(What is required): From the first entry to the last, copy each one exactly.

Start of Block

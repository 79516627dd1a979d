// Copyright (C) 2025 Vince Vasta
// SPDX-License-Identifier: Apache-2.0

//! Opponent stake policy.
//!
//! The opponent must wager its starting bankroll over the tournament, each
//! round it stakes a share of the remaining obligation scaled by how the match
//! is going, always keeping enough in reserve for the minimum stake in the
//! rounds left.
use rand::Rng;

use crate::poker::Chips;

/// The inputs to the stake policy.
#[derive(Debug, Clone, Copy, PartialEq, Eq)]
pub struct StakeContext {
    /// The current round starting from 1.
    pub round: u32,
    /// The number of rounds in the tournament.
    pub total_rounds: u32,
    /// How much the opponent has still to wager in this tournament.
    pub remaining_obligation: Chips,
    /// The opponent bankroll.
    pub bankroll: Chips,
    /// The human bankroll after its wager for this round.
    pub human_bankroll: Chips,
    /// The smallest stake, stakes are multiples of it.
    pub min_stake: Chips,
}

impl StakeContext {
    fn is_final_round(&self) -> bool {
        self.round >= self.total_rounds
    }

    fn is_early_round(&self) -> bool {
        self.round <= 3
    }

    /// Rounds left including the current one.
    fn remaining_rounds(&self) -> u32 {
        (self.total_rounds + 1).saturating_sub(self.round).max(1)
    }
}

/// Computes the opponent stake for a round.
pub fn opponent_stake<R: Rng + ?Sized>(ctx: &StakeContext, rng: &mut R) -> Chips {
    if ctx.is_final_round() {
        return ctx.remaining_obligation.min(ctx.bankroll);
    }

    let multiplier = if ctx.is_early_round() {
        rng.random_range(0.8..1.2)
    } else if ctx.bankroll > ctx.human_bankroll {
        rng.random_range(1.2..1.7)
    } else if ctx.bankroll < ctx.human_bankroll {
        rng.random_range(0.6..0.9)
    } else {
        1.0
    };

    let min_stake = i64::from(ctx.min_stake.amount().max(1));
    let remaining = i64::from(ctx.remaining_obligation.amount());
    let remaining_rounds = i64::from(ctx.remaining_rounds());

    let average = remaining as f64 / remaining_rounds as f64;
    let reserve = (remaining_rounds - 1) * min_stake;

    let bet = ((average * multiplier).floor() as i64)
        .min(remaining - reserve)
        .max(min_stake);
    let bet = (bet as f64 / min_stake as f64).round() as i64 * min_stake;

    let stake = Chips::new(u32::try_from(bet).unwrap_or(u32::MAX));
    stake.min(ctx.bankroll)
}

/// Describes the opponent betting mood for a round.
pub fn strategy_label(ctx: &StakeContext) -> &'static str {
    if ctx.is_early_round() {
        "Playing Tight-Aggressive"
    } else if ctx.is_final_round() {
        "Going All-In (Final Round)"
    } else if ctx.bankroll > ctx.human_bankroll {
        "Pressing the Advantage"
    } else if ctx.bankroll < ctx.human_bankroll {
        "Playing Defensively"
    } else {
        "Evaluating Table Dynamics"
    }
}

End of Block

(Result of the exercise):
repository 79516627dd1a979d
// Copyright (C) 2025 Vince Vasta
// SPDX-License-Identifier: Apache-2.0

//! Opponent stake policy.
//!
//! The opponent must wager its starting bankroll over the tournament, each
//! round it stakes a share of the remaining obligation scaled by how the match
//! is going, always keeping enough in reserve for the minimum stake in the
//! rounds left.
use rand::Rng;

use crate::poker::Chips;

/// The inputs to the stake policy.
#[derive(Debug, Clone, Copy, PartialEq, Eq)]
pub struct StakeContext {
    /// The current round starting from 1.
    pub round: u32,
    /// The number of rounds in the tournament.
    pub total_rounds: u32,
    /// How much the opponent has still to wager in this tournament.
    pub remaining_obligation: Chips,
    /// The opponent bankroll.
    pub bankroll: Chips,
    /// The human bankroll after its wager for this round.
    pub human_bankroll: Chips,
    /// The smallest stake, stakes are multiples of it.
    pub min_stake: Chips,
}

impl StakeContext {
    fn is_final_round(&self) -> bool {
        self.round >= self.total_rounds
    }

    fn is_early_round(&self) -> bool {
        self.round <= 3
    }

    /// Rounds left including the current one.
    fn remaining_rounds(&self) -> u32 {
        (self.total_rounds + 1).saturating_sub(self.round).max(1)
    }
}

/// Computes the opponent stake for a round.
pub fn opponent_stake<R: Rng + ?Sized>(ctx: &StakeContext, rng: &mut R) -> Chips {
    if ctx.is_final_round() {
        return ctx.remaining_obligation.min(ctx.bankroll);
    }

    let multiplier = if ctx.is_early_round() {
        rng.random_range(0.8..1.2)
    } else if ctx.bankroll > ctx.human_bankroll {
        rng.random_range(1.2..1.7)
    } else if ctx.bankroll < ctx.human_bankroll {
        rng.random_range(0.6..0.9)
    } else {
        1.0
    };

    let min_stake = i64::from(ctx.min_stake.amount().max(1));
    let remaining = i64::from(ctx.remaining_obligation.amount());
    let remaining_rounds = i64::from(ctx.remaining_rounds());

    let average = remaining as f64 / remaining_rounds as f64;
    let reserve = (remaining_rounds - 1) * min_stake;

    let bet = ((average * multiplier).floor() as i64)
        .min(remaining - reserve)
        .max(min_stake);
    let bet = (bet as f64 / min_stake as f64).round() as i64 * min_stake;

    let stake = Chips::new(u32::try_from(bet).unwrap_or(u32::MAX));
    stake.min(ctx.bankroll)
}

/// Describes the opponent betting mood for a round.
pub fn strategy_label(ctx: &StakeContext) -> &'static str {
    if ctx.is_early_round() {
        "Playing Tight-Aggressive"
    } else if ctx.is_final_round() {
        "Going All-In (Final Round)"
    } else if ctx.bankroll > ctx.human_bankroll {
        "Pressing the Advantage"
    } else if ctx.bankroll < ctx.human_bankroll {
        "Playing Defensively"
    } else {
        "Evaluating Table Dynamics"
    }
}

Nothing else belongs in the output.